## Assigned task
Below are entries; output exactly the lines from the one with "files.push(path.to_path_buf());" to the one with "for entry in", both included, and nothing else.

Top of Records for the exercise

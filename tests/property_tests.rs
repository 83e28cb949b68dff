//! Property-based tests for the typpy analyzer
//!
//! These tests use proptest to verify invariants across many randomly
//! generated types and programs.

use std::path::Path;

use proptest::prelude::*;
use typpy::TypeChecker;
use typpy::frontend::subtype::is_subtype;
use typpy::frontend::types::Type;

const LEAVES: &[&str] = &["bool", "int", "float", "complex", "str", "bytes", "object", "list", "dict"];

/// Arbitrary resolved types, nested a few levels deep.
fn arb_type() -> impl Strategy<Value = Type> {
    let leaf = prop_oneof![
        prop::sample::select(LEAVES).prop_map(Type::primitive),
        Just(Type::Any),
        Just(Type::NoneType),
    ];
    leaf.prop_recursive(3, 16, 4, |inner| {
        prop_oneof![
            inner.clone().prop_map(|t| Type::generic("list", vec![t])),
            (inner.clone(), inner.clone()).prop_map(|(k, v)| Type::generic("dict", vec![k, v])),
            prop::collection::vec(inner.clone(), 0..4).prop_map(Type::Tuple),
            prop::collection::vec(inner, 2..4).prop_map(Type::union),
        ]
    })
}

proptest! {
    /// Property: every type is a subtype of itself.
    #[test]
    fn subtype_is_reflexive(ty in arb_type()) {
        prop_assert_eq!(is_subtype(&ty, &ty), Ok(true));
    }

    /// Property: `Any` accepts every type and is accepted everywhere.
    #[test]
    fn any_is_top_and_bottom(ty in arb_type()) {
        prop_assert_eq!(is_subtype(&ty, &Type::Any), Ok(true));
        prop_assert_eq!(is_subtype(&Type::Any, &ty), Ok(true));
    }

    /// Property: `object` accepts every type.
    #[test]
    fn object_accepts_everything(ty in arb_type()) {
        prop_assert_eq!(is_subtype(&ty, &Type::primitive("object")), Ok(true));
    }

    /// Property: a union accepts each of its members.
    #[test]
    fn union_accepts_members(members in prop::collection::vec(arb_type(), 1..4)) {
        let union = Type::union(members.clone());
        for member in &members {
            prop_assert_eq!(is_subtype(member, &union), Ok(true));
        }
    }

    /// Property: checking the same source twice yields the same diagnostics.
    #[test]
    fn checking_is_deterministic(args in prop::collection::vec(0i64..100, 0..4), kw in "[a-c]") {
        let call_args: Vec<String> = args.iter().map(ToString::to_string).collect();
        let source = format!(
            "def f(a: int, b: str) -> int:\n    return a\n\nf({}, {}=1)\nf({})\n",
            call_args.join(", "),
            kw,
            call_args.join(", "),
        );
        let first = TypeChecker::new().check_source(Path::new("prop.py"), &source);
        let second = TypeChecker::new().check_source(Path::new("prop.py"), &source);
        prop_assert_eq!(first, second);
    }
}
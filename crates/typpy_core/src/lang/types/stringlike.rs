//! String-like builtin type vocabulary (`str`, `bytes`).

/// Stable identifier for string-like builtin types.
#[derive(Debug, Clone, Copy, PartialEq, Eq, Hash)]
pub enum StringLikeId {
    Str,
    Bytes,
}

/// Metadata for a string-like builtin type.
#[derive(Debug, Clone, Copy)]
pub struct StringLikeInfo {
    pub id: StringLikeId,
    pub canonical: &'static str,
    pub description: &'static str,
}

/// Registry of string-like builtin types, ordered like [`StringLikeId`].
pub const STRING_LIKE_TYPES: &[StringLikeInfo] = &[
    StringLikeInfo {
        id: StringLikeId::Str,
        canonical: "str",
        description: "Immutable Unicode text.",
    },
    StringLikeInfo {
        id: StringLikeId::Bytes,
        canonical: "bytes",
        description: "Immutable byte sequence.",
    },
];

pub fn from_str(name: &str) -> Option<StringLikeId> {
    STRING_LIKE_TYPES.iter().find(|t| t.canonical == name).map(|t| t.id)
}

pub fn as_str(id: StringLikeId) -> &'static str {
    STRING_LIKE_TYPES[id as usize].canonical
}
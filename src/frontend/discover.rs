//! Expand command-line paths into the Python source files to check.

use std::fs;
use std::path::{Path, PathBuf};

use tracing::warn;

/// Collect `.py` files from `paths`.
///
/// A file path is taken as given, whatever its extension. A directory is walked recursively,
/// skipping hidden directories. The result is sorted and free of duplicates.
pub fn find_files<P: AsRef<Path>>(paths: &[P]) -> Vec<PathBuf> {
    let mut files = Vec::new();
    for path in paths {
        collect(path.as_ref(), &mut files);
    }
    files.sort();
    files.dedup();
    files
}

fn collect(path: &Path, files: &mut Vec<PathBuf>) {
    if !path.is_dir() {
        files.push(path.to_path_buf());
        return;
    }

    let entries = match fs::read_dir(path) {
        Ok(entries) => entries,
        Err(err) => {
            warn!(path = %path.display(), %err, "cannot read directory");
            return;
        }
    };
    for entry in entries.flatten() {
        let entry_path = entry.path();
        let name = entry_path.file_name().and_then(|n| n.to_str()).unwrap_or("");
        if entry_path.is_dir() {
            if !name.starts_with('.') {
                collect(&entry_path, files);
            }
        } else if entry_path.extension().is_some_and(|ext| ext == "py") {
            files.push(entry_path);
        }
    }
}

#[cfg(test)]
mod tests {
    use super::*;

    fn cases() -> PathBuf {
        Path::new(env!("CARGO_MANIFEST_DIR")).join("tests/fixtures/resolver")
    }

    #[test]
    fn test_walks_directories_for_python_files() {
        let root = cases();
        let files = find_files(&[&root]);
        let relative: Vec<_> = files.iter().map(|f| f.strip_prefix(&root).unwrap().to_path_buf()).collect();
        assert_eq!(
            relative,
            vec![
                PathBuf::from("outer.py"),
                PathBuf::from("pkg/__init__.py"),
                PathBuf::from("pkg/mod.py"),
                PathBuf::from("pkg/subpkg/__init__.py"),
                PathBuf::from("pkg/subpkg/submod.py"),
                PathBuf::from("scripts/inner.py"),
            ]
        );
    }

    #[test]
    fn test_explicit_files_are_kept_and_deduplicated() {
        let root = cases();
        let outer = root.join("outer.py");
        let config = root.join("config.yml");
        let files = find_files(&[outer.clone(), config.clone(), outer.clone()]);
        assert_eq!(files, vec![config, outer]);
    }
}
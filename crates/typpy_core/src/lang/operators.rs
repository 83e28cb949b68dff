//! Symbolic operator vocabulary.
//!
//! Word operators (`and`, `or`, `not`, `in`, `is`) are reserved words and live in
//! [`crate::lang::keywords`]; this registry only holds symbolic spellings.
//!
//! ## Examples
//! ```rust
//! use typpy_core::lang::operators::{self, OperatorId};
//!
//! assert_eq!(operators::from_str("//="), Some(OperatorId::SlashSlashEq));
//! assert_eq!(operators::as_str(OperatorId::StarStar), "**");
//! ```

/// Stable identifier for symbolic operators.
#[derive(Debug, Clone, Copy, PartialEq, Eq, Hash)]
pub enum OperatorId {
    Plus,
    Minus,
    Star,
    Slash,
    SlashSlash,
    Percent,
    StarStar,
    EqEq,
    NotEq,
    Lt,
    LtEq,
    Gt,
    GtEq,
    Eq,
    PlusEq,
    MinusEq,
    StarEq,
    SlashEq,
    SlashSlashEq,
    PercentEq,
}

#[derive(Debug, Clone, Copy, PartialEq, Eq)]
pub enum OperatorKind {
    Arithmetic,
    Comparison,
    Assignment,
}

#[derive(Debug, Clone, Copy)]
pub struct OperatorInfo {
    pub id: OperatorId,
    pub canonical: &'static str,
    pub kind: OperatorKind,
}

/// Registry of symbolic operators, ordered like [`OperatorId`].
pub const OPERATORS: &[OperatorInfo] = &[
    info(OperatorId::Plus, "+", OperatorKind::Arithmetic),
    info(OperatorId::Minus, "-", OperatorKind::Arithmetic),
    info(OperatorId::Star, "*", OperatorKind::Arithmetic),
    info(OperatorId::Slash, "/", OperatorKind::Arithmetic),
    info(OperatorId::SlashSlash, "//", OperatorKind::Arithmetic),
    info(OperatorId::Percent, "%", OperatorKind::Arithmetic),
    info(OperatorId::StarStar, "**", OperatorKind::Arithmetic),
    info(OperatorId::EqEq, "==", OperatorKind::Comparison),
    info(OperatorId::NotEq, "!=", OperatorKind::Comparison),
    info(OperatorId::Lt, "<", OperatorKind::Comparison),
    info(OperatorId::LtEq, "<=", OperatorKind::Comparison),
    info(OperatorId::Gt, ">", OperatorKind::Comparison),
    info(OperatorId::GtEq, ">=", OperatorKind::Comparison),
    info(OperatorId::Eq, "=", OperatorKind::Assignment),
    info(OperatorId::PlusEq, "+=", OperatorKind::Assignment),
    info(OperatorId::MinusEq, "-=", OperatorKind::Assignment),
    info(OperatorId::StarEq, "*=", OperatorKind::Assignment),
    info(OperatorId::SlashEq, "/=", OperatorKind::Assignment),
    info(OperatorId::SlashSlashEq, "//=", OperatorKind::Assignment),
    info(OperatorId::PercentEq, "%=", OperatorKind::Assignment),
];

pub fn from_str(spelling: &str) -> Option<OperatorId> {
    OPERATORS.iter().find(|o| o.canonical == spelling).map(|o| o.id)
}

pub fn as_str(id: OperatorId) -> &'static str {
    info_for(id).canonical
}

pub fn info_for(id: OperatorId) -> &'static OperatorInfo {
    &OPERATORS[id as usize]
}

const fn info(id: OperatorId, canonical: &'static str, kind: OperatorKind) -> OperatorInfo {
    OperatorInfo { id, canonical, kind }
}
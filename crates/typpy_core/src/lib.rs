//! Provide the pure vocabulary and numeric policy shared by the typpy syntax frontend and analyzer.
//!
//! This crate is intentionally small and dependency-free. It answers questions such as "is `elif`
//! reserved?", "which builtin type does `List` name?" or "what does `int + float` produce?" without
//! knowing anything about ASTs, scopes or files.
//!
//! ## Notes
//!
//! - **No IO**, no global mutable state, no panics.
//! - Numeric policy follows the Python numeric tower: `bool ⊂ int ⊂ float ⊂ complex`.

pub mod lang;

use lang::types::numerics::{self, NumericTypeId};

/// Represent a binary operator subject to numeric promotion.
#[derive(Debug, Clone, Copy, PartialEq, Eq)]
pub enum NumericOp {
    Add,
    Sub,
    Mul,
    /// `/` always produces at least `float`.
    Div,
    /// `//`
    FloorDiv,
    Mod,
    Pow,
}

/// Determine the numeric result type of a binary arithmetic operation.
///
/// ## Parameters
/// - `op`: the arithmetic operator.
/// - `lhs`, `rhs`: tower members of the operands.
///
/// ## Returns
/// - (`NumericTypeId`): the wider of both operands, where `bool` arithmetic yields `int` and true
///   division yields at least `float`.
///
/// ## Examples
/// ```rust
/// use typpy_core::{result_numeric_type, NumericOp};
/// use typpy_core::lang::types::numerics::NumericTypeId;
///
/// assert_eq!(result_numeric_type(NumericOp::Div, NumericTypeId::Int, NumericTypeId::Int), NumericTypeId::Float);
/// assert_eq!(result_numeric_type(NumericOp::Add, NumericTypeId::Bool, NumericTypeId::Bool), NumericTypeId::Int);
/// ```
pub fn result_numeric_type(op: NumericOp, lhs: NumericTypeId, rhs: NumericTypeId) -> NumericTypeId {
    let wider = numerics::wider(lhs, rhs);
    let floor = match op {
        NumericOp::Div => NumericTypeId::Float,
        _ => NumericTypeId::Int,
    };
    numerics::wider(wider, floor)
}

#[cfg(test)]
mod tests {
    use super::*;

    #[test]
    fn test_div_is_at_least_float() {
        assert_eq!(
            result_numeric_type(NumericOp::Div, NumericTypeId::Int, NumericTypeId::Int),
            NumericTypeId::Float
        );
        assert_eq!(
            result_numeric_type(NumericOp::Div, NumericTypeId::Complex, NumericTypeId::Int),
            NumericTypeId::Complex
        );
    }

    #[test]
    fn test_bool_arithmetic_promotes_to_int() {
        assert_eq!(
            result_numeric_type(NumericOp::Add, NumericTypeId::Bool, NumericTypeId::Bool),
            NumericTypeId::Int
        );
        assert_eq!(
            result_numeric_type(NumericOp::Mul, NumericTypeId::Bool, NumericTypeId::Float),
            NumericTypeId::Float
        );
    }

    #[test]
    fn test_floor_div_keeps_operand_width() {
        assert_eq!(
            result_numeric_type(NumericOp::FloorDiv, NumericTypeId::Int, NumericTypeId::Int),
            NumericTypeId::Int
        );
        assert_eq!(
            result_numeric_type(NumericOp::Pow, NumericTypeId::Float, NumericTypeId::Int),
            NumericTypeId::Float
        );
    }
}
//! Lexical scopes: an arena of symbol tables linked by parent indices.
//!
//! A scope is created for every module and every function/class body the analyzer visits. Name
//! lookup walks from a scope to its parents and finally to the shared builtin scope, which is
//! built once from the `typpy_core` registries and never changes afterwards.

use std::path::{Path, PathBuf};
use std::sync::LazyLock;

use indexmap::IndexMap;

use typpy_core::lang::builtins::{BUILTIN_FUNCTIONS, BuiltinKind};
use typpy_core::lang::types::{COLLECTION_TYPES, NUMERIC_TYPES, OBJECT, STRING_LIKE_TYPES};

use super::ast::Span;
use super::subtype::ClassHierarchy;
use super::types::{Param, Signature, Type};

/// Index of a scope inside a [`ScopeTable`].
#[derive(Debug, Clone, Copy, PartialEq, Eq, Hash)]
pub struct ScopeId(usize);

/// Where a callable was defined.
#[derive(Debug, Clone, Copy, PartialEq, Eq)]
pub enum CallableOrigin {
    Builtin,
    /// Span of the defining `def`/`class` statement.
    Definition(Span),
}

#[derive(Debug, Clone, PartialEq)]
pub struct CallableEntry {
    pub origin: CallableOrigin,
    pub signature: Signature,
}

/// A named type: a builtin or a user class together with its direct base classes.
#[derive(Debug, Clone, PartialEq)]
pub struct NominalType {
    pub ty: Type,
    pub bases: Vec<String>,
}

/// One lexical symbol table.
#[derive(Debug, Clone)]
pub struct Scope {
    pub name: String,
    /// `None` falls back to the builtin scope.
    pub parent: Option<ScopeId>,
    pub file: PathBuf,
    pub qualified_name: String,
    pub variables: IndexMap<String, Type>,
    pub callables: IndexMap<String, CallableEntry>,
    pub types: IndexMap<String, NominalType>,
}

impl Scope {
    pub fn new(name: impl Into<String>, parent: Option<ScopeId>, file: impl Into<PathBuf>, qualified_name: impl Into<String>) -> Self {
        Self {
            name: name.into(),
            parent,
            file: file.into(),
            qualified_name: qualified_name.into(),
            variables: IndexMap::new(),
            callables: IndexMap::new(),
            types: IndexMap::new(),
        }
    }

    pub fn add_variable(&mut self, name: impl Into<String>, ty: Type) {
        self.variables.insert(name.into(), ty);
    }

    pub fn add_callable(&mut self, name: impl Into<String>, entry: CallableEntry) {
        self.callables.insert(name.into(), entry);
    }

    pub fn add_type(&mut self, name: impl Into<String>, ty: NominalType) {
        self.types.insert(name.into(), ty);
    }
}

/// The process-wide builtin scope.
static BUILTINS: LazyLock<Scope> = LazyLock::new(build_builtins);

/// Return the shared builtin scope.
pub fn builtins() -> &'static Scope {
    &BUILTINS
}

fn build_builtins() -> Scope {
    let mut scope = Scope::new("builtins", None, PathBuf::new(), "builtins");

    scope.add_type(
        OBJECT,
        NominalType {
            ty: Type::primitive(OBJECT),
            bases: Vec::new(),
        },
    );

    // The tower is modeled by the subtype relation; `bool` also derives from `int` nominally.
    let mut narrower: Option<&str> = None;
    for info in NUMERIC_TYPES {
        if let Some(narrow) = narrower {
            if let Some(entry) = scope.types.get_mut(narrow) {
                entry.bases = vec![info.canonical.to_string()];
            }
        }
        scope.add_type(info.canonical, nominal(info.canonical));
        narrower = Some(info.canonical);
    }

    for info in STRING_LIKE_TYPES {
        scope.add_type(info.canonical, nominal(info.canonical));
    }

    for info in COLLECTION_TYPES {
        scope.add_type(info.canonical, nominal(info.canonical));
        for alias in info.aliases {
            scope.add_type(*alias, nominal(info.canonical));
        }
    }

    scope.add_type(
        "Any",
        NominalType {
            ty: Type::Any,
            bases: Vec::new(),
        },
    );

    for info in BUILTIN_FUNCTIONS {
        let params = info
            .params
            .iter()
            .map(|p| Param::new(p.name, Type::from_spelling(p.ty), p.has_default))
            .collect();
        let returns = match info.kind {
            BuiltinKind::Constructor => Type::primitive(info.canonical),
            BuiltinKind::Function => Type::from_spelling(info.returns),
        };
        let mut signature = Signature::new(params, returns);
        signature.variadic = info.variadic;
        scope.add_callable(
            info.canonical,
            CallableEntry {
                origin: CallableOrigin::Builtin,
                signature,
            },
        );
    }

    scope
}

fn nominal(name: &str) -> NominalType {
    NominalType {
        ty: Type::primitive(name),
        bases: vec![OBJECT.to_string()],
    }
}

/// Arena of all scopes created while checking one file.
#[derive(Debug, Default)]
pub struct ScopeTable {
    scopes: Vec<Scope>,
}

impl ScopeTable {
    pub fn new() -> Self {
        Self::default()
    }

    pub fn add_scope(&mut self, scope: Scope) -> ScopeId {
        self.scopes.push(scope);
        ScopeId(self.scopes.len() - 1)
    }

    /// Create an empty scope nested in `parent`, named `parent.name`.
    pub fn add_child(&mut self, parent: ScopeId, name: &str) -> ScopeId {
        let parent_scope = self.get(parent);
        let child = Scope::new(
            name,
            Some(parent),
            parent_scope.file.clone(),
            format!("{}.{}", parent_scope.qualified_name, name),
        );
        self.add_scope(child)
    }

    pub fn get(&self, id: ScopeId) -> &Scope {
        &self.scopes[id.0]
    }

    pub fn get_mut(&mut self, id: ScopeId) -> &mut Scope {
        &mut self.scopes[id.0]
    }

    pub fn file(&self, id: ScopeId) -> &Path {
        &self.get(id).file
    }

    /// Scopes from `id` outwards, ending with the builtin scope.
    fn chain(&self, id: ScopeId) -> impl Iterator<Item = &Scope> {
        std::iter::successors(Some(self.get(id)), |scope| scope.parent.map(|p| self.get(p))).chain(std::iter::once(builtins()))
    }

    pub fn resolve_variable(&self, id: ScopeId, name: &str) -> Option<&Type> {
        self.chain(id).find_map(|scope| scope.variables.get(name))
    }

    pub fn resolve_callable(&self, id: ScopeId, name: &str) -> Option<&CallableEntry> {
        self.chain(id).find_map(|scope| scope.callables.get(name))
    }

    pub fn resolve_type(&self, id: ScopeId, name: &str) -> Option<&NominalType> {
        self.chain(id).find_map(|scope| scope.types.get(name))
    }

    pub fn add_variable(&mut self, id: ScopeId, name: impl Into<String>, ty: Type) {
        self.get_mut(id).add_variable(name, ty);
    }

    /// Class hierarchy as seen from scope `id`.
    pub fn classes(&self, id: ScopeId) -> ScopeClasses<'_> {
        ScopeClasses { table: self, scope: id }
    }
}

/// [`ClassHierarchy`] backed by the type entries visible from one scope.
pub struct ScopeClasses<'a> {
    table: &'a ScopeTable,
    scope: ScopeId,
}

impl ClassHierarchy for ScopeClasses<'_> {
    fn bases(&self, name: &str) -> Option<Vec<String>> {
        self.table.resolve_type(self.scope, name).map(|t| t.bases.clone())
    }
}

#[cfg(test)]
mod tests {
    use super::*;

    fn module(table: &mut ScopeTable) -> ScopeId {
        table.add_scope(Scope::new("mod", None, "mod.py", "mod"))
    }

    #[test]
    fn test_lookup_walks_parent_chain() {
        let mut table = ScopeTable::new();
        let root = module(&mut table);
        table.add_variable(root, "x", Type::primitive("int"));
        let child = table.add_child(root, "f");
        let grandchild = table.add_child(child, "g");

        assert_eq!(table.resolve_variable(grandchild, "x"), Some(&Type::primitive("int")));
        assert_eq!(table.get(grandchild).qualified_name, "mod.f.g");
        assert_eq!(table.resolve_variable(grandchild, "y"), None);
    }

    #[test]
    fn test_shadowing_prefers_nearest_scope() {
        let mut table = ScopeTable::new();
        let root = module(&mut table);
        table.add_variable(root, "x", Type::primitive("int"));
        let child = table.add_child(root, "f");
        table.add_variable(child, "x", Type::primitive("str"));

        assert_eq!(table.resolve_variable(child, "x"), Some(&Type::primitive("str")));
        assert_eq!(table.resolve_variable(root, "x"), Some(&Type::primitive("int")));
    }

    #[test]
    fn test_builtins_are_reachable_from_every_scope() {
        let mut table = ScopeTable::new();
        let root = module(&mut table);
        let child = table.add_child(root, "f");

        let len = table.resolve_callable(child, "len").unwrap();
        assert_eq!(len.origin, CallableOrigin::Builtin);
        assert_eq!(len.signature.returns, Type::primitive("int"));
        assert_eq!(table.resolve_type(child, "List").unwrap().ty, Type::primitive("list"));
        assert_eq!(table.resolve_type(child, "Any").unwrap().ty, Type::Any);
        assert!(table.resolve_callable(child, "print").unwrap().signature.variadic);
    }

    #[test]
    fn test_builtin_constructors_return_their_type() {
        let list = &builtins().callables["list"];
        assert_eq!(list.signature.returns, Type::primitive("list"));
        assert!(list.signature.params.iter().all(|p| p.has_default));
    }

    #[test]
    fn test_bool_derives_from_int() {
        let mut table = ScopeTable::new();
        let root = module(&mut table);
        assert_eq!(table.classes(root).bases("bool"), Some(vec!["int".to_string()]));
        assert_eq!(table.classes(root).bases("Missing"), None);
    }

    #[test]
    fn test_local_definition_shadows_builtin() {
        let mut table = ScopeTable::new();
        let root = module(&mut table);
        table.get_mut(root).add_callable(
            "len",
            CallableEntry {
                origin: CallableOrigin::Definition(Span::new(0, 3)),
                signature: Signature::new(vec![], Type::primitive("str")),
            },
        );
        assert_eq!(table.resolve_callable(root, "len").unwrap().origin, CallableOrigin::Definition(Span::new(0, 3)));
    }
}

Bottom of Records for the exercise

## Solution below
        files.push(path.to_path_buf());
        return;
    }

    let entries = match fs::read_dir(path) {
        Ok(entries) => entries,
        Err(err) => {
            warn!(path = %path.display(), %err, "cannot read directory");
            return;
        }
    };
    for entry in entries.flatten() {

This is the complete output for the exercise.